My study here is anecdotal, but I observe this often enough to have drawn some conclusions that I stand behind. I suggest this: Conservatives are brilliant in a debate. Their polished and refined strategy is: If you take away your opponents strength by calling it your own, they have nowhere to go.
A Republican friend who likes to periodically goad me into a debate, came up to me the other day and said, “Liberals can’t stand facts!”
He went on to give me some “Facts.”
“Did you know,” he asked, “that the average unemployment rate under Bush was 5.3? Obama’s is over 8.”
He went on: “Bush increased the debt over two terms by 5 trillion while Obama increased the debt by more in less than half the time.”
I read Republican and conservative websites, and will tune into Fox News periodically to calibrate my perspective and so I’ve heard these numbers before. I responded: “Those are real numbers and I guess you could call them ‘facts,’ but they do not tell the truth. Truth requires analysis and your conclusions from those numbers are as relevant as saying, ‘When I’m in a room with Bill Gates we have over 70 billion dollars between us.’ It’s true, but it doesn’t tell the true story.”
Laughter follows, but I argue enough that I’m more or less prepared.

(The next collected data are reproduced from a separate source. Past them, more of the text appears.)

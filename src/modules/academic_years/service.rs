use mesrs_core::{AppError, Paginated, PaginationParams};
use sqlx::PgPool;
use tracing::instrument;
use uuid::Uuid;

use crate::modules::academic_years::model::{
    AcademicYear, CreateAcademicYearDto, UpdateAcademicYearDto,
};

const ACADEMIC_YEAR_COLUMNS: &str =
    "id, name, start_date, end_date, is_current, created_at, updated_at";

fn not_found() -> AppError {
    AppError::not_found(anyhow::anyhow!("Academic year not found"))
}

pub struct AcademicYearService;

impl AcademicYearService {
    /// At most one year is current: creating a current year demotes the previous one.
    #[instrument(skip(db, dto), fields(name = %dto.name))]
    pub async fn create_academic_year(
        db: &PgPool,
        dto: CreateAcademicYearDto,
    ) -> Result<AcademicYear, AppError> {
        let mut tx = db.begin().await?;

        if dto.is_current {
            sqlx::query(
                "UPDATE academic_years SET is_current = FALSE, updated_at = NOW() WHERE is_current",
            )
            .execute(&mut *tx)
            .await?;
        }

        let query = format!(
            r#"INSERT INTO academic_years (name, start_date, end_date, is_current)
               VALUES ($1, $2, $3, $4)
               RETURNING {ACADEMIC_YEAR_COLUMNS}"#
        );
        let year = sqlx::query_as::<_, AcademicYear>(&query)
            .bind(dto.name.trim())
            .bind(dto.start_date)
            .bind(dto.end_date)
            .bind(dto.is_current)
            .fetch_one(&mut *tx)
            .await
            .map_err(|e| AppError::from_write(e, "Academic year already exists"))?;

        tx.commit().await?;
        Ok(year)
    }

    #[instrument(skip(db))]
    pub async fn get_academic_year(db: &PgPool, id: Uuid) -> Result<AcademicYear, AppError> {
        let query = format!("SELECT {ACADEMIC_YEAR_COLUMNS} FROM academic_years WHERE id = $1");
        sqlx::query_as::<_, AcademicYear>(&query)
            .bind(id)
            .fetch_optional(db)
            .await?
            .ok_or_else(not_found)
    }

    #[instrument(skip(db))]
    pub async fn get_current_academic_year(db: &PgPool) -> Result<AcademicYear, AppError> {
        let query = format!("SELECT {ACADEMIC_YEAR_COLUMNS} FROM academic_years WHERE is_current");
        sqlx::query_as::<_, AcademicYear>(&query)
            .fetch_optional(db)
            .await?
            .ok_or_else(|| AppError::not_found(anyhow::anyhow!("No current academic year")))
    }

    #[instrument(skip(db))]
    pub async fn list_academic_years(
        db: &PgPool,
        pagination: PaginationParams,
    ) -> Result<Paginated<AcademicYear>, AppError> {
        let total = sqlx::query_scalar::<_, i64>("SELECT COUNT(*) FROM academic_years")
            .fetch_one(db)
            .await?;

        let query = format!(
            "SELECT {ACADEMIC_YEAR_COLUMNS} FROM academic_years \
             ORDER BY start_date DESC LIMIT $1 OFFSET $2"
        );
        let years = sqlx::query_as::<_, AcademicYear>(&query)
            .bind(pagination.limit())
            .bind(pagination.offset())
            .fetch_all(db)
            .await?;

        Ok(Paginated::new(years, total, &pagination))
    }

    /// Date ranges are re-checked by the table constraint after merging.
    #[instrument(skip(db, dto))]
    pub async fn update_academic_year(
        db: &PgPool,
        id: Uuid,
        dto: UpdateAcademicYearDto,
    ) -> Result<AcademicYear, AppError> {
        let query = format!(
            r#"UPDATE academic_years SET
                name = COALESCE($2, name),
                start_date = COALESCE($3, start_date),
                end_date = COALESCE($4, end_date),
                updated_at = NOW()
               WHERE id = $1
               RETURNING {ACADEMIC_YEAR_COLUMNS}"#
        );

        sqlx::query_as::<_, AcademicYear>(&query)
            .bind(id)
            .bind(dto.name)
            .bind(dto.start_date)
            .bind(dto.end_date)
            .fetch_optional(db)
            .await
            .map_err(|e| AppError::from_write(e, "Academic year already exists"))?
            .ok_or_else(not_found)
    }

    /// Makes `id` the only current year.
    #[instrument(skip(db))]
    pub async fn set_current(db: &PgPool, id: Uuid) -> Result<AcademicYear, AppError> {
        let mut tx = db.begin().await?;

        sqlx::query(
            "UPDATE academic_years SET is_current = FALSE, updated_at = NOW() \
             WHERE is_current AND id <> $1",
        )
        .bind(id)
        .execute(&mut *tx)
        .await?;

        let query = format!(
            r#"UPDATE academic_years SET is_current = TRUE, updated_at = NOW()
               WHERE id = $1
               RETURNING {ACADEMIC_YEAR_COLUMNS}"#
        );
        let year = sqlx::query_as::<_, AcademicYear>(&query)
            .bind(id)
            .fetch_optional(&mut *tx)
            .await?
            .ok_or_else(not_found)?;

        tx.commit().await?;
        Ok(year)
    }

    #[instrument(skip(db))]
    pub async fn delete_academic_year(db: &PgPool, id: Uuid) -> Result<(), AppError> {
        let result = sqlx::query("DELETE FROM academic_years WHERE id = $1")
            .bind(id)
            .execute(db)
            .await
            .map_err(|e| AppError::from_write(e, "Academic year is still referenced"))?;

        if result.rows_affected() == 0 {
            return Err(not_found());
        }

        Ok(())
    }
}
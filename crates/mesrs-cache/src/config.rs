//! Redis cache configuration.

use std::env;

/// Cache settings read from the environment.
///
/// - `REDIS_URL`: connection URL. Caching is disabled when unset or empty.
/// - `CACHE_KEY_PREFIX`: prefix for every key (default: `mesrs`)
#[derive(Clone, Debug)]
pub struct CacheConfig {
    pub redis_url: Option<String>,
    pub key_prefix: String,
}

impl CacheConfig {
    pub fn from_env() -> Self {
        Self {
            redis_url: env::var("REDIS_URL")
                .ok()
                .filter(|url| !url.trim().is_empty()),
            key_prefix: env::var("CACHE_KEY_PREFIX").unwrap_or_else(|_| "mesrs".into()),
        }
    }

    pub fn enabled(&self) -> bool {
        self.redis_url.is_some()
    }
}

impl Default for CacheConfig {
    fn default() -> Self {
        Self {
            redis_url: None,
            key_prefix: "mesrs".into(),
        }
    }
}

#[cfg(test)]
mod tests {
    use super::*;

    #[test]
    fn default_is_disabled() {
        let config = CacheConfig::default();
        assert!(!config.enabled());
        assert_eq!(config.key_prefix, "mesrs");
    }
}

“Bush inherited a robust economy with unemployment at 4 and handed off 8 with a bottomless recession right at the tail end of his presidency. This month it is at 5.8. Most of President Obama’s debt is from continued policies. President Bush decreased revenue and then borrowed to pay for two wars and a prescription drug program. Plus war costs rise as they continue.”

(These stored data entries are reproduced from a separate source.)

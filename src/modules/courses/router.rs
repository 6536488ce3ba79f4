use axum::{Router, routing::get};

use crate::modules::courses::controller::{
    create_course, delete_course, get_course, list_courses, update_course,
};
use crate::state::AppState;

pub fn init_courses_router() -> Router<AppState> {
    Router::new()
        .route("/", get(list_courses).post(create_course))
        .route(
            "/{id}",
            get(get_course).put(update_course).delete(delete_course),
        )
}
use axum::{
    Json,
    extract::{Path, Query, State},
    http::StatusCode,
};
use mesrs_core::{AppError, Paginated};
use tracing::instrument;
use uuid::Uuid;

use crate::middleware::auth::AuthUser;
use crate::middleware::request::RequestMeta;
use crate::middleware::role::RequireStaff;
use crate::modules::activity::{ActivityAction, ActivityService, Actor, ResourceType};
use crate::modules::auth::controller::ErrorResponse;
use crate::modules::students::model::{
    CreateStudentDto, Student, StudentFilterParams, UpdateStudentDto,
};
use crate::modules::students::service::StudentService;
use crate::state::AppState;
use crate::validator::ValidatedJson;

/// Create a student together with their account
#[utoipa::path(
    post,
    path = "/api/students",
    request_body = CreateStudentDto,
    responses(
        (status = 201, description = "Student created", body = Student),
        (status = 400, description = "Email, national ID or student number already exists", body = ErrorResponse),
        (status = 401, description = "Unauthorized", body = ErrorResponse),
        (status = 403, description = "Forbidden", body = ErrorResponse),
        (status = 422, description = "Validation error", body = ErrorResponse)
    ),
    security(("bearer_auth" = [])),
    tag = "Students"
)]
#[instrument(skip(state, dto))]
pub async fn create_student(
    State(state): State<AppState>,
    RequireStaff(auth_user): RequireStaff,
    meta: RequestMeta,
    ValidatedJson(dto): ValidatedJson<CreateStudentDto>,
) -> Result<(StatusCode, Json<Student>), AppError> {
    let student = StudentService::create_student(&state.db, dto).await?;

    let actor = Actor::from_auth(&auth_user, meta);
    ActivityService::record_change(
        &state,
        &actor,
        ActivityAction::Create,
        ResourceType::Student,
        Some(student.id),
    )
    .await;

    Ok((StatusCode::CREATED, Json(student)))
}

/// Search and filter students
#[utoipa::path(
    get,
    path = "/api/students",
    params(StudentFilterParams),
    responses(
        (status = 200, description = "Students, newest first", body = Paginated<Student>),
        (status = 401, description = "Unauthorized", body = ErrorResponse)
    ),
    security(("bearer_auth" = [])),
    tag = "Students"
)]
#[instrument(skip(state))]
pub async fn list_students(
    State(state): State<AppState>,
    Query(filters): Query<StudentFilterParams>,
) -> Result<Json<Paginated<Student>>, AppError> {
    Ok(Json(StudentService::list_students(&state.db, filters).await?))
}

#[utoipa::path(
    get,
    path = "/api/students/{id}",
    params(("id" = Uuid, Path, description = "Student ID")),
    responses(
        (status = 200, description = "Student", body = Student),
        (status = 401, description = "Unauthorized", body = ErrorResponse),
        (status = 404, description = "Student not found", body = ErrorResponse)
    ),
    security(("bearer_auth" = [])),
    tag = "Students"
)]
#[instrument(skip(state))]
pub async fn get_student(
    State(state): State<AppState>,
    Path(id): Path<Uuid>,
) -> Result<Json<Student>, AppError> {
    Ok(Json(StudentService::get_student(&state.db, id).await?))
}

#[utoipa::path(
    put,
    path = "/api/students/{id}",
    params(("id" = Uuid, Path, description = "Student ID")),
    request_body = UpdateStudentDto,
    responses(
        (status = 200, description = "Student updated", body = Student),
        (status = 400, description = "Email, national ID or student number already exists", body = ErrorResponse),
        (status = 401, description = "Unauthorized", body = ErrorResponse),
        (status = 403, description = "Forbidden", body = ErrorResponse),
        (status = 404, description = "Student not found", body = ErrorResponse),
        (status = 422, description = "Validation error", body = ErrorResponse)
    ),
    security(("bearer_auth" = [])),
    tag = "Students"
)]
#[instrument(skip(state, dto))]
pub async fn update_student(
    State(state): State<AppState>,
    RequireStaff(auth_user): RequireStaff,
    meta: RequestMeta,
    Path(id): Path<Uuid>,
    ValidatedJson(dto): ValidatedJson<UpdateStudentDto>,
) -> Result<Json<Student>, AppError> {
    let student = StudentService::update_student(&state.db, id, dto).await?;

    let actor = Actor::from_auth(&auth_user, meta);
    ActivityService::record_change(
        &state,
        &actor,
        ActivityAction::Update,
        ResourceType::Student,
        Some(id),
    )
    .await;

    Ok(Json(student))
}

/// Delete a student and their account
#[utoipa::path(
    delete,
    path = "/api/students/{id}",
    params(("id" = Uuid, Path, description = "Student ID")),
    responses(
        (status = 204, description = "Student deleted"),
        (status = 400, description = "Student is still referenced", body = ErrorResponse),
        (status = 401, description = "Unauthorized", body = ErrorResponse),
        (status = 403, description = "Forbidden", body = ErrorResponse),
        (status = 404, description = "Student not found", body = ErrorResponse)
    ),
    security(("bearer_auth" = [])),
    tag = "Students"
)]
#[instrument(skip(state))]
pub async fn delete_student(
    State(state): State<AppState>,
    RequireStaff(auth_user): RequireStaff,
    meta: RequestMeta,
    Path(id): Path<Uuid>,
) -> Result<StatusCode, AppError> {
    StudentService::delete_student(&state.db, id).await?;

    let actor = Actor::from_auth(&auth_user, meta);
    ActivityService::record_change(
        &state,
        &actor,
        ActivityAction::Delete,
        ResourceType::Student,
        Some(id),
    )
    .await;

    Ok(StatusCode::NO_CONTENT)
}

/// Student record of the signed-in user
#[utoipa::path(
    get,
    path = "/api/students/me",
    responses(
        (status = 200, description = "Own student record", body = Student),
        (status = 401, description = "Unauthorized", body = ErrorResponse),
        (status = 404, description = "No student record for this account", body = ErrorResponse)
    ),
    security(("bearer_auth" = [])),
    tag = "Students"
)]
#[instrument(skip(state))]
pub async fn get_my_student(
    State(state): State<AppState>,
    auth_user: AuthUser,
) -> Result<Json<Student>, AppError> {
    StudentService::find_by_profile(&state.db, auth_user.user_id()?)
        .await?
        .map(Json)
        .ok_or_else(|| AppError::not_found(anyhow::anyhow!("Student not found")))
}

Like I said, this wasn’t my first rodeo and so I transitioned into my rote rant: “President Reagan still retains his crown as the Great Tax Emancipator, but the bill came due for his policies when George Bush, Sr. became president and tanked that presidency. Same thing happened here, except that it wasn’t a minor recession; it was the worst in 80 years.”
My friend’s eyes are now rolling because he’s heard this before and he knows that he’s going to pull out the trump card soon.

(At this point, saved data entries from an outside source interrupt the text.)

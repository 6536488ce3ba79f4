use axum::{
    Json,
    extract::{Path, Query, State},
    http::StatusCode,
};
use mesrs_core::{AppError, Paginated, PaginationParams};
use tracing::instrument;
use uuid::Uuid;

use crate::middleware::request::RequestMeta;
use crate::middleware::role::RequireAdmin;
use crate::modules::academic_years::model::{
    AcademicYear, CreateAcademicYearDto, UpdateAcademicYearDto,
};
use crate::modules::academic_years::service::AcademicYearService;
use crate::modules::activity::{ActivityAction, ActivityService, Actor, ResourceType};
use crate::modules::auth::controller::ErrorResponse;
use crate::state::AppState;
use crate::validator::ValidatedJson;

/// Create an academic year, optionally as the current one
#[utoipa::path(
    post,
    path = "/api/academic-years",
    request_body = CreateAcademicYearDto,
    responses(
        (status = 201, description = "Academic year created", body = AcademicYear),
        (status = 400, description = "Academic year already exists", body = ErrorResponse),
        (status = 401, description = "Unauthorized", body = ErrorResponse),
        (status = 403, description = "Forbidden", body = ErrorResponse),
        (status = 422, description = "Validation error", body = ErrorResponse)
    ),
    security(("bearer_auth" = [])),
    tag = "Academic Years"
)]
#[instrument(skip(state, dto))]
pub async fn create_academic_year(
    State(state): State<AppState>,
    RequireAdmin(auth_user): RequireAdmin,
    meta: RequestMeta,
    ValidatedJson(dto): ValidatedJson<CreateAcademicYearDto>,
) -> Result<(StatusCode, Json<AcademicYear>), AppError> {
    let academic_year = AcademicYearService::create_academic_year(&state.db, dto).await?;

    let actor = Actor::from_auth(&auth_user, meta);
    ActivityService::record_change(
        &state,
        &actor,
        ActivityAction::Create,
        ResourceType::AcademicYear,
        Some(academic_year.id),
    )
    .await;

    Ok((StatusCode::CREATED, Json(academic_year)))
}

#[utoipa::path(
    get,
    path = "/api/academic-years",
    params(PaginationParams),
    responses(
        (status = 200, description = "Academic years, most recent first", body = Paginated<AcademicYear>),
        (status = 401, description = "Unauthorized", body = ErrorResponse)
    ),
    security(("bearer_auth" = [])),
    tag = "Academic Years"
)]
#[instrument(skip(state))]
pub async fn list_academic_years(
    State(state): State<AppState>,
    Query(pagination): Query<PaginationParams>,
) -> Result<Json<Paginated<AcademicYear>>, AppError> {
    Ok(Json(
        AcademicYearService::list_academic_years(&state.db, pagination).await?,
    ))
}

#[utoipa::path(
    get,
    path = "/api/academic-years/{id}",
    params(("id" = Uuid, Path, description = "Academic year ID")),
    responses(
        (status = 200, description = "Academic year", body = AcademicYear),
        (status = 401, description = "Unauthorized", body = ErrorResponse),
        (status = 404, description = "Academic year not found", body = ErrorResponse)
    ),
    security(("bearer_auth" = [])),
    tag = "Academic Years"
)]
#[instrument(skip(state))]
pub async fn get_academic_year(
    State(state): State<AppState>,
    Path(id): Path<Uuid>,
) -> Result<Json<AcademicYear>, AppError> {
    Ok(Json(AcademicYearService::get_academic_year(&state.db, id).await?))
}

#[utoipa::path(
    put,
    path = "/api/academic-years/{id}",
    params(("id" = Uuid, Path, description = "Academic year ID")),
    request_body = UpdateAcademicYearDto,
    responses(
        (status = 200, description = "Academic year updated", body = AcademicYear),
        (status = 400, description = "Academic year already exists", body = ErrorResponse),
        (status = 401, description = "Unauthorized", body = ErrorResponse),
        (status = 403, description = "Forbidden", body = ErrorResponse),
        (status = 404, description = "Academic year not found", body = ErrorResponse),
        (status = 422, description = "Validation error", body = ErrorResponse)
    ),
    security(("bearer_auth" = [])),
    tag = "Academic Years"
)]
#[instrument(skip(state, dto))]
pub async fn update_academic_year(
    State(state): State<AppState>,
    RequireAdmin(auth_user): RequireAdmin,
    meta: RequestMeta,
    Path(id): Path<Uuid>,
    ValidatedJson(dto): ValidatedJson<UpdateAcademicYearDto>,
) -> Result<Json<AcademicYear>, AppError> {
    let academic_year = AcademicYearService::update_academic_year(&state.db, id, dto).await?;

    let actor = Actor::from_auth(&auth_user, meta);
    ActivityService::record_change(
        &state,
        &actor,
        ActivityAction::Update,
        ResourceType::AcademicYear,
        Some(id),
    )
    .await;

    Ok(Json(academic_year))
}

#[utoipa::path(
    delete,
    path = "/api/academic-years/{id}",
    params(("id" = Uuid, Path, description = "Academic year ID")),
    responses(
        (status = 204, description = "Academic year deleted"),
        (status = 400, description = "Academic year is still referenced", body = ErrorResponse),
        (status = 401, description = "Unauthorized", body = ErrorResponse),
        (status = 403, description = "Forbidden", body = ErrorResponse),
        (status = 404, description = "Academic year not found", body = ErrorResponse)
    ),
    security(("bearer_auth" = [])),
    tag = "Academic Years"
)]
#[instrument(skip(state))]
pub async fn delete_academic_year(
    State(state): State<AppState>,
    RequireAdmin(auth_user): RequireAdmin,
    meta: RequestMeta,
    Path(id): Path<Uuid>,
) -> Result<StatusCode, AppError> {
    AcademicYearService::delete_academic_year(&state.db, id).await?;

    let actor = Actor::from_auth(&auth_user, meta);
    ActivityService::record_change(
        &state,
        &actor,
        ActivityAction::Delete,
        ResourceType::AcademicYear,
        Some(id),
    )
    .await;

    Ok(StatusCode::NO_CONTENT)
}

/// The academic year currently in progress
#[utoipa::path(
    get,
    path = "/api/academic-years/current",
    responses(
        (status = 200, description = "Current academic year", body = AcademicYear),
        (status = 401, description = "Unauthorized", body = ErrorResponse),
        (status = 404, description = "No current academic year", body = ErrorResponse)
    ),
    security(("bearer_auth" = [])),
    tag = "Academic Years"
)]
#[instrument(skip(state))]
pub async fn get_current_academic_year(
    State(state): State<AppState>,
) -> Result<Json<AcademicYear>, AppError> {
    Ok(Json(
        AcademicYearService::get_current_academic_year(&state.db).await?,
    ))
}

/// Mark an academic year as current, clearing the previous one
#[utoipa::path(
    post,
    path = "/api/academic-years/{id}/set-current",
    params(("id" = Uuid, Path, description = "Academic year ID")),
    responses(
        (status = 200, description = "Academic year is now current", body = AcademicYear),
        (status = 401, description = "Unauthorized", body = ErrorResponse),
        (status = 403, description = "Forbidden", body = ErrorResponse),
        (status = 404, description = "Academic year not found", body = ErrorResponse)
    ),
    security(("bearer_auth" = [])),
    tag = "Academic Years"
)]
#[instrument(skip(state))]
pub async fn set_current_academic_year(
    State(state): State<AppState>,
    RequireAdmin(auth_user): RequireAdmin,
    meta: RequestMeta,
    Path(id): Path<Uuid>,
) -> Result<Json<AcademicYear>, AppError> {
    let academic_year = AcademicYearService::set_current(&state.db, id).await?;

    let actor = Actor::from_auth(&auth_user, meta);
    ActivityService::record_change(
        &state,
        &actor,
        ActivityAction::Update,
        ResourceType::AcademicYear,
        Some(id),
    )
    .await;

    Ok(Json(academic_year))
}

I continued: “Recessions don’t immediately reverse when new presidents take office and the quagmire of continuing job loss, increased unemployment benefits, necessary stimulus to stop the bleeding, resulted in trillions in new debt. That’s the truth beyond your easy to sell ‘facts’.”
And, right on cue, he pulled out the card: “All you Democrats can do is blame the past and Bush.”
“I didn’t know that there was a statute of limitations on truth.” I fired back. “Maybe we should get over blaming Booth for assassinating Lincoln. The truth is what it is. A recession was caused by predatory lending in an unsupervised market with unscrupulous toxic assets and rising economic inequality. We can argue all day about who is complicit, but we can be sure that it all happened before January of 2009.”
“I love you Kroeger,” was his sincere, but nevertheless dismissive, response. We are good friends and we enjoy poking each other with argumentative sticks, but I felt that I’d “won” this little strategy debate and so did he.
My conclusion was, as it has been before, that “facts” are meaningless without analysis that goes deeper than simply offering evidence to support an already drawn conclusion. And, my conclusion was, as it has been before….one side is less likely to go that deep than the other.
Were you just about to say that about me?